BEGIN RECORDS SHOWN

//! Probe execution
//!
//! One probe checks one service and always returns a normalized result.
//! Every failure mode (transport error, timeout, unexpected status) is
//! encoded in the result so a broken service can never abort a cycle.

use crate::config::ServiceDefinition;
use crate::errors::{MonitorError, Result};
use crate::health::OFFLINE_SENTINEL_MS;
use async_trait::async_trait;
use reqwest::{Client, Method};
use std::time::Instant;
use tokio::net::TcpStream;
use tokio::time::timeout;
use tracing::debug;

/// Normalized outcome of a single probe
#[derive(Debug, Clone, PartialEq)]
pub struct ProbeResult {
    pub alive: bool,
    pub latency_ms: f64,
    pub error: Option<String>,
}

impl ProbeResult {
    pub fn up(latency_ms: f64) -> Self {
        Self {
            alive: true,
            latency_ms,
            error: None,
        }
    }

    pub fn down(latency_ms: f64, error: String) -> Self {
        Self {
            alive: false,
            latency_ms,
            error: Some(error),
        }
    }

    pub fn offline(error: String) -> Self {
        Self::down(OFFLINE_SENTINEL_MS, error)
    }
}

/// Probe seam. The engine only depends on this contract, so tests can
/// script outcomes and alternative transports can be plugged in.
#[async_trait]
pub trait Prober: Send + Sync {
    async fn probe(&self, service: &ServiceDefinition) -> ProbeResult;
}

/// Default prober: HTTP(S) request for URL endpoints, TCP reachability
/// check for bare hosts.
#[derive(Debug, Clone)]
pub struct HttpProber {
    client: Client,
    default_timeout_ms: u64,
}

impl HttpProber {
    pub fn new(default_timeout_ms: u64) -> Result<Self> {
        let client = Client::builder()
            .user_agent(format!("statuswatch/{}", env!("CARGO_PKG_VERSION")))
            .build()
            .map_err(MonitorError::Http)?;

        Ok(Self {
            client,
            default_timeout_ms,
        })
    }

    async fn probe_http(&self, service: &ServiceDefinition) -> ProbeResult {
        let method = service
            .method
            .as_deref()
            .and_then(|m| m.parse::<Method>().ok())
            .unwrap_or(Method::GET);

        let started = Instant::now();
        let response = self
            .client
            .request(method, &service.endpoint)
            .timeout(service.timeout(self.default_timeout_ms))
            .send()
            .await;

        match response {
            Ok(response) => {
                let latency_ms = started.elapsed().as_millis() as f64;
                let code = response.status().as_u16();

                if service.accepts_status(code) {
                    ProbeResult::up(latency_ms)
                } else {
                    ProbeResult::down(latency_ms, format!("unexpected status code: {}", code))
                }
            }
            Err(err) => ProbeResult::offline(err.to_string()),
        }
    }

    async fn probe_host(&self, service: &ServiceDefinition) -> ProbeResult {
        // Bare hostnames get a TCP reachability check; raw-socket ICMP would
        // need elevated privileges.
        let target = if service.endpoint.contains(':') {
            service.endpoint.clone()
        } else {
            format!("{}:80", service.endpoint)
        };

        let started = Instant::now();
        match timeout(
            service.timeout(self.default_timeout_ms),
            TcpStream::connect(&target),
        )
        .await
        {
            Ok(Ok(_)) => ProbeResult::up(started.elapsed().as_millis() as f64),
            Ok(Err(err)) => ProbeResult::offline(err.to_string()),
            Err(_) => ProbeResult::offline(format!("connect timeout to {}", target)),
        }
    }
}

#[async_trait]
impl Prober for HttpProber {
    async fn probe(&self, service: &ServiceDefinition) -> ProbeResult {
        let result = if service.is_http() {
            self.probe_http(service).await
        } else {
            self.probe_host(service).await
        };

        debug!(
            service = %service.name,
            alive = result.alive,
            latency_ms = result.latency_ms,
            "probe completed"
        );

        result
    }
}

#[cfg(test)]
mod tests {
    use super::*;
    use wiremock::matchers::{method, path};
    use wiremock::{Mock, MockServer, ResponseTemplate};

    fn service_for(url: String) -> ServiceDefinition {
        ServiceDefinition {
            name: "test".to_string(),
            endpoint: url,
            method: None,
            timeout_ms: None,
            expected_status: None,
            category: None,
        }
    }

    #[tokio::test]
    async fn test_http_probe_success() {
        let server = MockServer::start().await;
        Mock::given(method("GET"))
            .and(path("/health"))
            .respond_with(ResponseTemplate::new(200))
            .mount(&server)
            .await;

        let prober = HttpProber::new(5_000).unwrap();
        let service = service_for(format!("{}/health", server.uri()));

        let result = prober.probe(&service).await;

        assert!(result.alive);
        assert!(result.latency_ms < OFFLINE_SENTINEL_MS);
        assert!(result.error.is_none());
    }

    #[tokio::test]
    async fn test_http_probe_unexpected_status() {
        let server = MockServer::start().await;
        Mock::given(method("GET"))
            .respond_with(ResponseTemplate::new(503))
            .mount(&server)
            .await;

        let prober = HttpProber::new(5_000).unwrap();
        let service = service_for(server.uri());

        let result = prober.probe(&service).await;

        assert!(!result.alive);
        assert_eq!(
            result.error.as_deref(),
            Some("unexpected status code: 503")
        );
    }

    #[tokio::test]
    async fn test_http_probe_accepts_configured_status() {
        let server = MockServer::start().await;
        Mock::given(method("GET"))
            .respond_with(ResponseTemplate::new(204))
            .mount(&server)
            .await;

        let prober = HttpProber::new(5_000).unwrap();
        let mut service = service_for(server.uri());
        service.expected_status = Some(vec![200, 204]);

        let result = prober.probe(&service).await;
        assert!(result.alive);
    }

    #[tokio::test]
    async fn test_http_probe_connection_refused_is_offline() {
        // Port reserved by the mock server then dropped, nothing listens.
        // Must be a non-pooled server: pooled `MockServer::start()` servers
        // keep listening after drop, so the port would still answer.
        let server = MockServer::builder().start().await;
        let url = server.uri();
        drop(server);

        let prober = HttpProber::new(500).unwrap();
        let service = service_for(url);

        let result = prober.probe(&service).await;

        assert!(!result.alive);
        assert_eq!(result.latency_ms, OFFLINE_SENTINEL_MS);
        assert!(result.error.is_some());
    }

    #[tokio::test]
    async fn test_tcp_probe_unreachable_host() {
        let prober = HttpProber::new(200).unwrap();
        // RFC 5737 TEST-NET address, guaranteed unroutable
        let service = service_for("192.0.2.1:80".to_string());

        let result = prober.probe(&service).await;

        assert!(!result.alive);
        assert_eq!(result.latency_ms, OFFLINE_SENTINEL_MS);
    }

    #[tokio::test]
    async fn test_probe_timeout_encoded_in_result() {
        let server = MockServer::start().await;
        Mock::given(method("GET"))
            .respond_with(ResponseTemplate::new(200).set_delay(std::time::Duration::from_secs(2)))
            .mount(&server)
            .await;

        let prober = HttpProber::new(5_000).unwrap();
        let mut service = service_for(server.uri());
        service.timeout_ms = Some(100);

        let result = prober.probe(&service).await;

        assert!(!result.alive);
        assert_eq!(result.latency_ms, OFFLINE_SENTINEL_MS);
    }
}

END RECORDS SHOWN

TASK TO COMPLETE:
Give each entry again, spelled exactly as shown.

OUTPUT:
//! Probe execution
//!
//! One probe checks one service and always returns a normalized result.
//! Every failure mode (transport error, timeout, unexpected status) is
//! encoded in the result so a broken service can never abort a cycle.

use crate::config::ServiceDefinition;
use crate::errors::{MonitorError, Result};
use crate::health::OFFLINE_SENTINEL_MS;
use async_trait::async_trait;
use reqwest::{Client, Method};
use std::time::Instant;
use tokio::net::TcpStream;
use tokio::time::timeout;
use tracing::debug;

/// Normalized outcome of a single probe
#[derive(Debug, Clone, PartialEq)]
pub struct ProbeResult {
    pub alive: bool,
    pub latency_ms: f64,
    pub error: Option<String>,
}

impl ProbeResult {
    pub fn up(latency_ms: f64) -> Self {
        Self {
            alive: true,
            latency_ms,
            error: None,
        }
    }

    pub fn down(latency_ms: f64, error: String) -> Self {
        Self {
            alive: false,
            latency_ms,
            error: Some(error),
        }
    }

    pub fn offline(error: String) -> Self {
        Self::down(OFFLINE_SENTINEL_MS, error)
    }
}

/// Probe seam. The engine only depends on this contract, so tests can
/// script outcomes and alternative transports can be plugged in.
#[async_trait]
pub trait Prober: Send + Sync {
    async fn probe(&self, service: &ServiceDefinition) -> ProbeResult;
}

/// Default prober: HTTP(S) request for URL endpoints, TCP reachability
/// check for bare hosts.
#[derive(Debug, Clone)]
pub struct HttpProber {
    client: Client,
    default_timeout_ms: u64,
}

impl HttpProber {
    pub fn new(default_timeout_ms: u64) -> Result<Self> {
        let client = Client::builder()
            .user_agent(format!("statuswatch/{}", env!("CARGO_PKG_VERSION")))
            .build()
            .map_err(MonitorError::Http)?;

        Ok(Self {
            client,
            default_timeout_ms,
        })
    }

    async fn probe_http(&self, service: &ServiceDefinition) -> ProbeResult {
        let method = service
            .method
            .as_deref()
            .and_then(|m| m.parse::<Method>().ok())
            .unwrap_or(Method::GET);

        let started = Instant::now();
        let response = self
            .client
            .request(method, &service.endpoint)
            .timeout(service.timeout(self.default_timeout_ms))
            .send()
            .await;

        match response {
            Ok(response) => {
                let latency_ms = started.elapsed().as_millis() as f64;
                let code = response.status().as_u16();

                if service.accepts_status(code) {
                    ProbeResult::up(latency_ms)
                } else {
                    ProbeResult::down(latency_ms, format!("unexpected status code: {}", code))
                }
            }
            Err(err) => ProbeResult::offline(err.to_string()),
        }
    }

    async fn probe_host(&self, service: &ServiceDefinition) -> ProbeResult {
        // Bare hostnames get a TCP reachability check; raw-socket ICMP would
        // need elevated privileges.
        let target = if service.endpoint.contains(':') {
            service.endpoint.clone()
        } else {
            format!("{}:80", service.endpoint)
        };

        let started = Instant::now();
        match timeout(
            service.timeout(self.default_timeout_ms),
            TcpStream::connect(&target),
        )
        .await
        {
            Ok(Ok(_)) => ProbeResult::up(started.elapsed().as_millis() as f64),
            Ok(Err(err)) => ProbeResult::offline(err.to_string()),
            Err(_) => ProbeResult::offline(format!("connect timeout to {}", target)),
        }
    }
}

#[async_trait]
impl Prober for HttpProber {
    async fn probe(&self, service: &ServiceDefinition) -> ProbeResult {
        let result = if service.is_http() {
            self.probe_http(service).await
        } else {
            self.probe_host(service).await
        };

        debug!(
            service = %service.name,
            alive = result.alive,
            latency_ms = result.latency_ms,
            "probe completed"
        );

        result
    }
}

#[cfg(test)]
mod tests {
    use super::*;
    use wiremock::matchers::{method, path};
    use wiremock::{Mock, MockServer, ResponseTemplate};

    fn service_for(url: String) -> ServiceDefinition {
        ServiceDefinition {
            name: "test".to_string(),
            endpoint: url,
            method: None,
            timeout_ms: None,
            expected_status: None,
            category: None,
        }
    }

    #[tokio::test]
    async fn test_http_probe_success() {
        let server = MockServer::start().await;
        Mock::given(method("GET"))
            .and(path("/health"))
            .respond_with(ResponseTemplate::new(200))
            .mount(&server)
            .await;

        let prober = HttpProber::new(5_000).unwrap();
        let service = service_for(format!("{}/health", server.uri()));

        let result = prober.probe(&service).await;

        assert!(result.alive);
        assert!(result.latency_ms < OFFLINE_SENTINEL_MS);
        assert!(result.error.is_none());
    }

    #[tokio::test]
    async fn test_http_probe_unexpected_status() {
        let server = MockServer::start().await;
        Mock::given(method("GET"))
            .respond_with(ResponseTemplate::new(503))
            .mount(&server)
            .await;

        let prober = HttpProber::new(5_000).unwrap();
        let service = service_for(server.uri());

        let result = prober.probe(&service).await;

        assert!(!result.alive);
        assert_eq!(
            result.error.as_deref(),
            Some("unexpected status code: 503")
        );
    }

    #[tokio::test]
    async fn test_http_probe_accepts_configured_status() {
        let server = MockServer::start().await;
        Mock::given(method("GET"))
            .respond_with(ResponseTemplate::new(204))
            .mount(&server)
            .await;

        let prober = HttpProber::new(5_000).unwrap();
        let mut service = service_for(server.uri());
        service.expected_status = Some(vec![200, 204]);

        let result = prober.probe(&service).await;
        assert!(result.alive);
    }

    #[tokio::test]
    async fn test_http_probe_connection_refused_is_offline() {
        // Port reserved by the mock server then dropped, nothing listens.
        // Must be a non-pooled server: pooled `MockServer::start()` servers
        // keep listening after drop, so the port would still answer.
        let server = MockServer::builder().start().await;
        let url = server.uri();
        drop(server);

        let prober = HttpProber::new(500).unwrap();
        let service = service_for(url);

        let result = prober.probe(&service).await;

        assert!(!result.alive);
        assert_eq!(result.latency_ms, OFFLINE_SENTINEL_MS);
        assert!(result.error.is_some());
    }

    #[tokio::test]
    async fn test_tcp_probe_unreachable_host() {
        let prober = HttpProber::new(200).unwrap();
        // RFC 5737 TEST-NET address, guaranteed unroutable
        let service = service_for("192.0.2.1:80".to_string());

        let result = prober.probe(&service).await;

        assert!(!result.alive);
        assert_eq!(result.latency_ms, OFFLINE_SENTINEL_MS);
    }

    #[tokio::test]
    async fn test_probe_timeout_encoded_in_result() {
        let server = MockServer::start().await;
        Mock::given(method("GET"))
            .respond_with(ResponseTemplate::new(200).set_delay(std::time::Duration::from_secs(2)))
            .mount(&server)
            .await;

        let prober = HttpProber::new(5_000).unwrap();
        let mut service = service_for(server.uri());
        service.timeout_ms = Some(100);

        let result = prober.probe(&service).await;

        assert!(!result.alive);
        assert_eq!(result.latency_ms, OFFLINE_SENTINEL_MS);
    }
}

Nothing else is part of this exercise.